Department of Medicine, University of Alabama at Birmingham, Birmingham, Alabama, USA.
FASEB J. 2011 Dec;25(12):4358-68. doi: 10.1096/fj.11-190587. Epub 2011 Sep 1.
Although AMPK plays well-established roles in the modulation of energy balance, recent studies have shown that AMPK activation has potent anti-inflammatory effects. In the present experiments, we examined the role of AMPK in phagocytosis. We found that ingestion of Escherichia coli or apoptotic cells by macrophages increased AMPK activity. AMPK activation increased the ability of neutrophils or macrophages to ingest bacteria (by 46 ± 7.8 or 85 ± 26%, respectively, compared to control, P<0.05) and the ability of macrophages to ingest apoptotic cells (by 21 ± 1.4%, P<0.05 compared to control). AMPK activation resulted in cytoskeletal reorganization, including enhanced formation of actin and microtubule networks. Activation of PAK1/2 and WAVE2, which are downstream effectors of Rac1, accompanied AMPK activation. AMPK activation also induced phosphorylation of CLIP-170, a protein that participates in microtubule synthesis. The increase in phagocytosis was reversible by the specific AMPK inhibitor compound C, siRNA to AMPKα1, Rac1 inhibitors, or agents that disrupt actin or microtubule networks. In vivo, AMPK activation resulted in enhanced phagocytosis of bacteria in the lungs by 75 ± 5% vs. control (P<0.05). These results demonstrate a novel function for AMPK in enhancing the phagocytic activity of neutrophils and macrophages.

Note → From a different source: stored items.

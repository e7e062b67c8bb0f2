//! HTTP surface
//!
//! Routes:
//! - `GET /api/analytics` returns the aggregated series for a date range
//! - `GET /api/analytics/export` returns the same series as CSV or JSON
//! - `GET /health` is a liveness probe
//!
//! Each request owns a `CancellationToken` guarded by a drop guard, so work
//! still in flight stops when the client goes away or the timeout fires.

pub mod dto;

use std::sync::Arc;
use std::time::Duration;

use axum::{
    extract::{Query, State},
    http::{header, StatusCode},
    response::{IntoResponse, Json, Response},
    routing::get,
    Router,
};
use thiserror::Error;
use tokio_util::sync::CancellationToken;
use tracing::{debug, error, info, instrument};

use crate::export::{self, ExportError, ExportFormat};
use crate::models::MetricFamily;
use crate::periods::dates::parse_date;
use crate::service::{AggregationRequest, AggregationResult, AggregationService, AnalyticsError};
use dto::{AnalyticsQuery, AnalyticsResponse, ErrorResponse, ExportQuery, HealthResponse};

/// Status written when the caller abandoned the request
const CLIENT_CLOSED_REQUEST: u16 = 499;

/// Shared handler state
#[derive(Clone)]
pub struct ApiState {
    pub service: Arc<AggregationService>,
    pub request_timeout: Duration,
}

impl ApiState {
    pub fn new(service: Arc<AggregationService>, request_timeout: Duration) -> Self {
        Self {
            service,
            request_timeout,
        }
    }
}

/// Errors surfaced by handlers
#[derive(Error, Debug)]
pub enum ApiError {
    #[error(transparent)]
    Analytics(#[from] AnalyticsError),

    #[error("Request timed out after {0:?}")]
    TimedOut(Duration),

    #[error(transparent)]
    Export(#[from] ExportError),
}

impl ApiError {
    fn status(&self) -> StatusCode {
        match self {
            ApiError::Analytics(e) => match e {
                AnalyticsError::Validation(_) => StatusCode::BAD_REQUEST,
                AnalyticsError::Configuration(_) => StatusCode::SERVICE_UNAVAILABLE,
                AnalyticsError::AuthExpired(_) => StatusCode::BAD_GATEWAY,
                AnalyticsError::Cache(_) => StatusCode::INTERNAL_SERVER_ERROR,
                AnalyticsError::Cancelled => StatusCode::from_u16(CLIENT_CLOSED_REQUEST)
                    .unwrap_or(StatusCode::BAD_REQUEST),
            },
            ApiError::TimedOut(_) => StatusCode::GATEWAY_TIMEOUT,
            ApiError::Export(ExportError::InvalidFormat(_)) => StatusCode::BAD_REQUEST,
            ApiError::Export(_) => StatusCode::INTERNAL_SERVER_ERROR,
        }
    }
}

impl IntoResponse for ApiError {
    fn into_response(self) -> Response {
        let status = self.status();
        match &self {
            ApiError::Analytics(AnalyticsError::Cancelled) => info!("Request cancelled"),
            _ if status.is_server_error() => error!(status = %status, "{}", self),
            _ => debug!(status = %status, "{}", self),
        }

        (status, Json(ErrorResponse::new(self.to_string()))).into_response()
    }
}

/// Build the application router
pub fn router(state: ApiState) -> Router {
    Router::new()
        .route("/health", get(health))
        .route("/api/analytics", get(get_analytics))
        .route("/api/analytics/export", get(export_analytics))
        .with_state(state)
}

/// GET /health
async fn health() -> Json<HealthResponse> {
    Json(HealthResponse { status: "ok" })
}

/// GET /api/analytics
#[instrument(skip(state))]
async fn get_analytics(
    State(state): State<ApiState>,
    Query(query): Query<AnalyticsQuery>,
) -> Result<Json<AnalyticsResponse>, ApiError> {
    let request = parse_request(&query)?;
    let result = run_aggregation(&state, &request).await?;
    Ok(Json(AnalyticsResponse::from_result(&result, &request)))
}

/// GET /api/analytics/export
#[instrument(skip(state))]
async fn export_analytics(
    State(state): State<ApiState>,
    Query(query): Query<ExportQuery>,
) -> Result<Response, ApiError> {
    let format = match query.format.as_deref().map(str::trim) {
        None | Some("") => ExportFormat::default(),
        Some(raw) => raw.parse::<ExportFormat>()?,
    };
    let request = parse_request(&query.analytics())?;
    let result = run_aggregation(&state, &request).await?;
    let document = export::render(&result, format)?;

    let disposition = format!("attachment; filename=\"{}\"", document.filename);
    Ok((
        [
            (header::CONTENT_TYPE, format.content_type().to_string()),
            (header::CONTENT_DISPOSITION, disposition),
        ],
        document.body,
    )
        .into_response())
}

/// Run one aggregation under the request timeout.
///
/// The drop guard cancels the token whenever this future ends early, so a
/// disconnecting client and an elapsed timeout both stop in-flight fetches.
async fn run_aggregation(
    state: &ApiState,
    request: &AggregationRequest,
) -> Result<AggregationResult, ApiError> {
    let cancel = CancellationToken::new();
    let _guard = cancel.clone().drop_guard();

    match tokio::time::timeout(
        state.request_timeout,
        state.service.aggregate(request, &cancel),
    )
    .await
    {
        Ok(result) => Ok(result?),
        Err(_) => {
            cancel.cancel();
            Err(ApiError::TimedOut(state.request_timeout))
        }
    }
}

fn parse_optional_date(
    name: &str,
    raw: Option<&str>,
) -> Result<Option<chrono::NaiveDate>, AnalyticsError> {
    match raw.map(str::trim) {
        None | Some("") => Ok(None),
        Some(value) => parse_date(value).map(Some).ok_or_else(|| {
            AnalyticsError::Validation(format!("{} must be YYYY-MM-DD, got {:?}", name, value))
        }),
    }
}

fn parse_refresh(raw: Option<&str>) -> Result<bool, AnalyticsError> {
    match raw.map(|v| v.trim().to_lowercase()).as_deref() {
        None | Some("") | Some("false") | Some("0") => Ok(false),
        Some("true") | Some("1") => Ok(true),
        Some(other) => Err(AnalyticsError::Validation(format!(
            "refresh must be true or false, got {:?}",
            other
        ))),
    }
}

/// Translate query parameters into a service request
pub fn parse_request(query: &AnalyticsQuery) -> Result<AggregationRequest, AnalyticsError> {
    let family = match query.family.as_deref().map(str::trim) {
        None | Some("") => None,
        Some(raw) => Some(
            raw.parse::<MetricFamily>()
                .map_err(AnalyticsError::Validation)?,
        ),
    };

    Ok(AggregationRequest {
        date_from: parse_optional_date("date_from", query.date_from.as_deref())?,
        date_to: parse_optional_date("date_to", query.date_to.as_deref())?,
        force_refresh: parse_refresh(query.refresh.as_deref())?,
        family,
    })
}
//! Error types for ocilink
//!
//! Provides a unified error type for all operations.

use thiserror::Error;

/// Result type alias using OciError
pub type Result<T> = std::result::Result<T, OciError>;

/// Unified error type for ocilink operations
#[derive(Debug, Error)]
pub enum OciError {
    // -------------------------------------------------------------------------
    // I/O Errors
    // -------------------------------------------------------------------------
    #[error("IO error: {0}")]
    Io(#[from] std::io::Error),

    // -------------------------------------------------------------------------
    // Schema Errors
    // -------------------------------------------------------------------------
    #[error("Schema not found: {0}")]
    SchemaNotFound(String),

    #[error("Schema integrity error: {0}")]
    SchemaIntegrity(String),

    #[error("Catalog document error: {0}")]
    Catalog(String),

    // -------------------------------------------------------------------------
    // Codec Errors
    // -------------------------------------------------------------------------
    #[error("Missing required field: {0}")]
    MissingRequiredField(String),

    #[error("Unexpected nesting: {0}")]
    UnexpectedNesting(String),

    #[error("Malformed wire document: {0}")]
    MalformedDocument(String),

    #[error("Entity is not a command: {0}")]
    NotACommand(String),

    // -------------------------------------------------------------------------
    // Transport Errors
    // -------------------------------------------------------------------------
    #[error("Transport error: {0}")]
    Transport(String),

    #[error("Frame error: {0}")]
    Frame(String),

    // -------------------------------------------------------------------------
    // Session Errors
    // -------------------------------------------------------------------------
    #[error("Session not active: {0}")]
    SessionNotActive(String),

    #[error("Login failed: {0}")]
    LoginFailed(String),
}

尽管 AMPK 在调节能量平衡方面发挥着重要作用,但最近的研究表明,AMPK 的激活具有很强的抗炎作用。在本实验中,我们研究了 AMPK 在吞噬作用中的作用。我们发现,巨噬细胞摄取大肠杆菌或凋亡细胞会增加 AMPK 活性。AMPK 激活增加了中性粒细胞或巨噬细胞摄取细菌的能力(分别增加了 46±7.8%和 85±26%,与对照组相比,P<0.05),并增加了巨噬细胞摄取凋亡细胞的能力(增加了 21±1.4%,与对照组相比,P<0.05)。AMPK 激活导致细胞骨架重新排列,包括增强肌动蛋白和微管网络的形成。Rac1 的下游效应物 PAK1/2 和 WAVE2 的激活伴随着 AMPK 的激活。AMPK 激活还诱导参与微管合成的 CLIP-170 蛋白的磷酸化。吞噬作用的增加可被特定的 AMPK 抑制剂化合物 C、AMPKα1 的 siRNA、Rac1 抑制剂或破坏肌动蛋白或微管网络的试剂逆转。在体内,AMPK 激活使肺部细菌的吞噬作用增加了 75±5%,与对照组相比(P<0.05)。这些结果表明 AMPK 在增强中性粒细胞和巨噬细胞的吞噬活性方面具有新的功能。